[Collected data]

■ ■ ■

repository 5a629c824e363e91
use std::sync::Arc;

use serde_json::Value;

// Types
/// Platform width signed integer, matches the pointer size of the target
pub type Age = isize;
pub type Number = i32;

/// Ordered sequence that may be held by more than one `Person` at a time
pub type SharedArray = Arc<Vec<Value>>;

// Values
pub const DEFAULT_AGE: Age = 0;
pub const DEFAULT_NUMBER: Number = 0;
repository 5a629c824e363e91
pub mod consts;
pub mod consts;
pub mod model;
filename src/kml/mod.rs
//! WPML mission documents: template editing and KMZ packaging.

pub mod kmz;
pub mod placemark;
pub mod tree;
pub mod waypoint;

pub use kmz::*;
pub use placemark::*;
pub use tree::{Document, Element, LOOKUP_ORDER, Lookup, Node};
pub use waypoint::*;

■ ■ ■

The entries above must be returned exactly.

◆ TASK ANSWER:
repository 5a629c824e363e91
use std::sync::Arc;

use serde_json::Value;

// Types
/// Platform width signed integer, matches the pointer size of the target
pub type Age = isize;
pub type Number = i32;

/// Ordered sequence that may be held by more than one `Person` at a time
pub type SharedArray = Arc<Vec<Value>>;

// Values
pub const DEFAULT_AGE: Age = 0;
pub const DEFAULT_NUMBER: Number = 0;
repository 5a629c824e363e91
pub mod consts;
pub mod consts;
pub mod model;
filename src/kml/mod.rs
//! WPML mission documents: template editing and KMZ packaging.

pub mod kmz;
pub mod placemark;
pub mod tree;
pub mod waypoint;

pub use kmz::*;
pub use placemark::*;
pub use tree::{Document, Element, LOOKUP_ORDER, Lookup, Node};
pub use waypoint::*;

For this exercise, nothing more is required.